Robert Manuel Cook,  (4 July 1909 – 10 August 2000) was a classical scholar and classical archaeologist from England with expertise in Greek painted vases. He was Laurence Professor of Classical Archaeology at the University of Cambridge, the author of several academic texts and was elected a Fellow of the British Academy in 1974, having been made a Fellow of the German Archaeological Institute in 1953.

Biography
Robert Cook was born in Sheffield on 4 July 1909, the son of a clergyman and his wife, the Reverend Charles Robert and Mary Manuel Cook. After a period of home schooling and then boarding school, Cook was educated at Marlborough College (1923-9) and Clare College, Cambridge, where he graduated with a double first in Classics. He was awarded a Walston scholarship in 1932 and spent the next two years undertaking research in the British School at Athens.
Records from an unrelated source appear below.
//! Shared-disk transport.
//!
//! Layout of the device:
//!
//! ```text
//! 0                4 MiB            4 MiB + 1 MiB     4 MiB + K MiB
//! ┌────────────────┬────────────────┬───── ··· ──────┬────────────────┐
//! │ metadata       │ data slot 0    │                 │ data slot K    │
//! │ 1024 × 4 KiB   │                │                 │                │
//! └────────────────┴────────────────┴───── ··· ──────┴────────────────┘
//! ```
//!
//! Metadata page K holds the name of the node owning data slot K, NUL
//! padded; an all-zero page is free. A node claims the first free page on
//! its first write and keeps it. A data slot holds one JSON record
//! `{"updated": <unix secs>, "msg": "<base64 payload>"}` followed by NUL.
//!
//! I/O is direct and synchronous where the device allows it, through
//! page-aligned buffers, and runs on the blocking pool. The device is
//! reopened every cycle so a replaced device is picked up.

use std::collections::HashMap;
use std::fs::{File, OpenOptions};
use std::os::unix::fs::{FileExt, OpenOptionsExt};
use std::path::{Path, PathBuf};
use std::sync::Arc;
use std::time::Duration;

use base64::Engine;
use base64::engine::general_purpose::STANDARD;
use bytes::Bytes;
use serde::{Deserialize, Serialize};
use tracing::{debug, info};

use hive_state::{ClusterState, NodeName, unix_now};

use crate::config::{DiskConfig, LinkConfig, TransportConfig};
use crate::error::{HeartbeatError, HeartbeatResult};
use crate::link::{Datagram, Receive, Transmit, TxMode};

pub const PAGE: usize = 4096;
pub const METADATA_SIZE: u64 = 4 * 1024 * 1024;
pub const MAX_SLOTS: usize = METADATA_SIZE as usize / PAGE;
pub const SLOT_SIZE: usize = 1024 * 1024;

/// Byte offset of data slot `slot`.
pub fn slot_offset(slot: usize) -> u64 {
    METADATA_SIZE + (slot * SLOT_SIZE) as u64
}

#[derive(Debug, Clone, PartialEq, Serialize, Deserialize)]
pub struct SlotRecord {
    pub updated: f64,
    pub msg: String,
}

/// Zeroed buffer whose usable region starts on a page boundary.
struct AlignedBuf {
    raw: Vec<u8>,
    start: usize,
    len: usize,
}

impl AlignedBuf {
    fn zeroed(len: usize) -> Self {
        let len = len.div_ceil(PAGE) * PAGE;
        let raw = vec![0u8; len + PAGE];
        let start = raw.as_ptr().align_offset(PAGE);
        Self { raw, start, len }
    }

    fn as_slice(&self) -> &[u8] {
        &self.raw[self.start..self.start + self.len]
    }

    fn as_mut_slice(&mut self) -> &mut [u8] {
        &mut self.raw[self.start..self.start + self.len]
    }
}

/// Open the device for direct synchronous I/O, falling back to synchronous
/// buffered I/O when the filesystem rejects `O_DIRECT`.
pub fn open_device(path: &Path) -> HeartbeatResult<File> {
    #[cfg(target_os = "linux")]
    {
        match OpenOptions::new()
            .read(true)
            .write(true)
            .custom_flags(libc::O_DIRECT | libc::O_SYNC)
            .open(path)
        {
            Ok(file) => return Ok(file),
            Err(e) if e.raw_os_error() == Some(libc::EINVAL) => {
                debug!(dev = %path.display(), "direct io unsupported, using synchronous io");
            }
            Err(e) => return Err(e.into()),
        }
    }
    Ok(OpenOptions::new()
        .read(true)
        .write(true)
        .custom_flags(libc::O_SYNC)
        .open(path)?)
}

/// Read `len` bytes at `offset`. Bytes past the end of the device read as
/// zero.
fn read_aligned(file: &File, offset: u64, len: usize) -> HeartbeatResult<AlignedBuf> {
    let mut buf = AlignedBuf::zeroed(len);
    let region = buf.as_mut_slice();
    let mut filled = 0;
    while filled < region.len() {
        let n = file.read_at(&mut region[filled..], offset + filled as u64)?;
        if n == 0 {
            break;
        }
        filled += n;
    }
    Ok(buf)
}

fn write_aligned(file: &File, offset: u64, data: &[u8]) -> HeartbeatResult<()> {
    let mut buf = AlignedBuf::zeroed(data.len());
    buf.as_mut_slice()[..data.len()].copy_from_slice(data);
    file.write_all_at(buf.as_slice(), offset)?;
    Ok(())
}

fn nul_terminated(bytes: &[u8]) -> &[u8] {
    let end = bytes.iter().position(|b| *b == 0).unwrap_or(bytes.len());
    &bytes[..end]
}

/// Slot owners recorded in the metadata area, by slot index.
pub fn slot_owners(file: &File) -> HeartbeatResult<Vec<(usize, NodeName)>> {
    let meta = read_aligned(file, 0, METADATA_SIZE as usize)?;
    Ok(meta
        .as_slice()
        .chunks(PAGE)
        .enumerate()
        .filter_map(|(slot, page)| {
            let name = nul_terminated(page);
            (!name.is_empty()).then(|| (slot, String::from_utf8_lossy(name).into_owned()))
        })
        .collect())
}

pub fn find_slot(file: &File, node: &str) -> HeartbeatResult<Option<usize>> {
    Ok(slot_owners(file)?
        .into_iter()
        .find(|(_, owner)| owner == node)
        .map(|(slot, _)| slot))
}

/// The slot owned by `node`, claiming the first free one when it has none.
pub fn allocate_slot(file: &File, node: &str) -> HeartbeatResult<usize> {
    if node.is_empty() || node.len() >= PAGE {
        return Err(HeartbeatError::Device(format!("invalid node name {node:?}")));
    }
    let owners = slot_owners(file)?;
    if let Some((slot, _)) = owners.iter().find(|(_, owner)| owner == node) {
        return Ok(*slot);
    }
    let used: Vec<usize> = owners.iter().map(|(slot, _)| *slot).collect();
    let slot = (0..MAX_SLOTS)
        .find(|slot| !used.contains(slot))
        .ok_or_else(|| HeartbeatError::Device("no free slot in metadata area".into()))?;
    write_aligned(file, (slot * PAGE) as u64, node.as_bytes())?;
    file.sync_all()?;
    info!(%node, slot, "disk heartbeat slot allocated");
    Ok(slot)
}

pub fn write_slot(file: &File, slot: usize, payload: &[u8], updated: f64) -> HeartbeatResult<()> {
    let record = SlotRecord {
        updated,
        msg: STANDARD.encode(payload),
    };
    let mut frame = serde_json::to_vec(&record)?;
    frame.push(0);
    if frame.len() > SLOT_SIZE {
        return Err(HeartbeatError::Device(format!(
            "payload of {} bytes exceeds the {SLOT_SIZE}-byte slot",
            frame.len()
        )));
    }
    write_aligned(file, slot_offset(slot), &frame)
}

/// The record in `slot`, `None` when the slot was never written.
pub fn read_slot(file: &File, slot: usize) -> HeartbeatResult<Option<SlotRecord>> {
    let buf = read_aligned(file, slot_offset(slot), SLOT_SIZE)?;
    let frame = nul_terminated(buf.as_slice());
    if frame.is_empty() {
        return Ok(None);
    }
    Ok(Some(serde_json::from_slice(frame)?))
}

fn disk_config(config: &LinkConfig) -> HeartbeatResult<DiskConfig> {
    match &config.transport {
        TransportConfig::Disk(d) => Ok(d.clone()),
        other => Err(HeartbeatError::Config(format!(
            "{}: expected disk transport, got {}",
            config.name,
            other.kind()
        ))),
    }
}

async fn blocking<T: Send + 'static>(
    f: impl FnOnce() -> HeartbeatResult<T> + Send + 'static,
) -> HeartbeatResult<T> {
    tokio::task::spawn_blocking(f)
        .await
        .map_err(|e| HeartbeatError::Device(format!("disk task failed: {e}")))?
}

pub struct DiskTx {
    dev: PathBuf,
    local: NodeName,
    slot: Option<usize>,
}

impl DiskTx {
    pub fn new(config: &LinkConfig, local: impl Into<NodeName>) -> HeartbeatResult<Self> {
        Ok(Self {
            dev: disk_config(config)?.dev,
            local: local.into(),
            slot: None,
        })
    }
}

impl Transmit for DiskTx {
    fn mode(&self) -> TxMode {
        TxMode::Broadcast
    }

    async fn transmit(&mut self, _peer: Option<&str>, payload: Bytes) -> HeartbeatResult<()> {
        let dev = self.dev.clone();
        let local = self.local.clone();
        let cached = self.slot;
        let slot = blocking(move || {
            let file = open_device(&dev)?;
            let slot = match cached {
                Some(slot) => slot,
                None => allocate_slot(&file, &local)?,
            };
            write_slot(&file, slot, &payload, unix_now())?;
            Ok(slot)
        })
        .await?;
        self.slot = Some(slot);
        Ok(())
    }

    fn reconfigure(&mut self, config: &LinkConfig) -> HeartbeatResult<()> {
        let dev = disk_config(config)?.dev;
        if dev != self.dev {
            self.dev = dev;
            self.slot = None;
        }
        Ok(())
    }
}

pub struct DiskRx {
    dev: PathBuf,
    timeout: Duration,
    cluster: Arc<ClusterState>,
    last_updated: HashMap<NodeName, f64>,
}

impl DiskRx {
    pub fn new(config: &LinkConfig, cluster: Arc<ClusterState>) -> HeartbeatResult<Self> {
        Ok(Self {
            dev: disk_config(config)?.dev,
            timeout: config.timeout,
            cluster,
            last_updated: HashMap::new(),
        })
    }
}

impl Receive for DiskRx {
    fn polling(&self) -> bool {
        true
    }

    async fn receive(&mut self) -> HeartbeatResult<Vec<Datagram>> {
        let dev = self.dev.clone();
        let peers = self.cluster.peer_names();
        let records = blocking(move || {
            let file = open_device(&dev)?;
            let mut records = Vec::new();
            for (slot, owner) in slot_owners(&file)? {
                if !peers.contains(&owner) {
                    continue;
                }
                match read_slot(&file, slot) {
                    Ok(Some(record)) => records.push((slot, owner, record)),
                    Ok(None) => {}
                    Err(e) => debug!(slot, %owner, error = %e, "unreadable disk slot"),
                }
            }
            Ok(records)
        })
        .await?;

        let now = unix_now();
        let max_age = self.timeout.as_secs_f64();
        let mut datagrams = Vec::new();
        for (slot, owner, record) in records {
            if self.last_updated.get(&owner) == Some(&record.updated) {
                continue;
            }
            self.last_updated.insert(owner.clone(), record.updated);
            if now - record.updated > max_age {
                debug!(slot, %owner, age = now - record.updated, "stale disk slot ignored");
                continue;
            }
            let payload = match STANDARD.decode(record.msg.as_bytes()) {
                Ok(payload) => Bytes::from(payload),
                Err(e) => {
                    debug!(slot, %owner, error = %e, "undecodable disk slot");
                    continue;
                }
            };
            datagrams.push(Datagram {
                payload,
                origin: format!("slot {slot} ({owner})"),
            });
        }
        Ok(datagrams)
    }

    fn reconfigure(&mut self, config: &LinkConfig) -> HeartbeatResult<()> {
        self.dev = disk_config(config)?.dev;
        self.timeout = config.timeout;
        Ok(())
    }
}

#[cfg(test)]
mod tests {
    use super::*;

    fn device() -> tempfile::NamedTempFile {
        tempfile::NamedTempFile::new().unwrap()
    }

    #[test]
    fn aligned_buffer_starts_on_a_page() {
        let buf = AlignedBuf::zeroed(10);
        assert_eq!(buf.as_slice().as_ptr() as usize % PAGE, 0);
        assert_eq!(buf.as_slice().len(), PAGE);
    }

    #[test]
    fn blank_device_has_no_owners() {
        let dev = device();
        let file = open_device(dev.path()).unwrap();
        assert!(slot_owners(&file).unwrap().is_empty());
        assert_eq!(read_slot(&file, 0).unwrap(), None);
    }

    #[test]
    fn allocation_takes_first_free_slot() {
        let dev = device();
        let file = open_device(dev.path()).unwrap();
        assert_eq!(allocate_slot(&file, "n1").unwrap(), 0);
        assert_eq!(allocate_slot(&file, "n2").unwrap(), 1);
        assert_eq!(allocate_slot(&file, "n1").unwrap(), 0);
        assert_eq!(find_slot(&file, "n2").unwrap(), Some(1));
        assert_eq!(find_slot(&file, "n3").unwrap(), None);
    }

    #[test]
    fn oversized_payload_is_rejected() {
        let dev = device();
        let file = open_device(dev.path()).unwrap();
        let payload = vec![7u8; SLOT_SIZE];
        assert!(matches!(
            write_slot(&file, 0, &payload, 1.0),
            Err(HeartbeatError::Device(_))
        ));
    }

    #[tokio::test]
    async fn rx_reads_each_update_once() {
        let dev = device();
        let link = LinkConfig::new(
            "hb#d",
            TransportConfig::Disk(DiskConfig {
                dev: dev.path().to_path_buf(),
            }),
        );
        let cluster = Arc::new(ClusterState::new("n1", &["n1".into(), "n2".into()]));
        let mut tx = DiskTx::new(&link, "n2").unwrap();
        let mut rx = DiskRx::new(&link, cluster).unwrap();

        tx.transmit(None, Bytes::from_static(b"beat")).await.unwrap();
        let first = rx.receive().await.unwrap();
        assert_eq!(first.len(), 1);
        assert_eq!(first[0].payload, Bytes::from_static(b"beat"));
        assert!(rx.receive().await.unwrap().is_empty());
    }

    #[tokio::test]
    async fn rx_ignores_own_and_stale_slots() {
        let dev = device();
        let link = LinkConfig::new(
            "hb#d",
            TransportConfig::Disk(DiskConfig {
                dev: dev.path().to_path_buf(),
            }),
        );
        let cluster = Arc::new(ClusterState::new("n1", &["n1".into(), "n2".into()]));
        {
            let file = open_device(dev.path()).unwrap();
            let own = allocate_slot(&file, "n1").unwrap();
            write_slot(&file, own, b"mine", unix_now()).unwrap();
            let peer = allocate_slot(&file, "n2").unwrap();
            write_slot(&file, peer, b"old", unix_now() - 3600.0).unwrap();
        }
        let mut rx = DiskRx::new(&link, cluster).unwrap();
        assert!(rx.receive().await.unwrap().is_empty());
    }
}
In 1946, after pre-war lecturing positions at the University of Manchester and wartime service in the Civil Service, Cook took up the position of Laurence Reader in classical archaeology at Cambridge University, which he held until his elevation in 1962 to the Laurence Chair where he remained until his formal retirement in 1976.  Cook published extensively during his career; his Greek Painted Pottery, first published in 1960, with a third edition published in 1997, has been described as "an essential volume in any library on ancient Greece". Photographs attributed to Cook and annotated the British School Athens are held in the Conway Library whose archive, of primarily architectural images, is being digitised under the wider Courtauld Connects project.

In 1938, Cook married Kathleen Porter (d.1979). The Cooks enjoyed travelling together and, in 1968, they published a joint work, Southern Greece: An Archaeological Guide. His younger brother was John Manuel Cook, also a noted scholar of antiquity.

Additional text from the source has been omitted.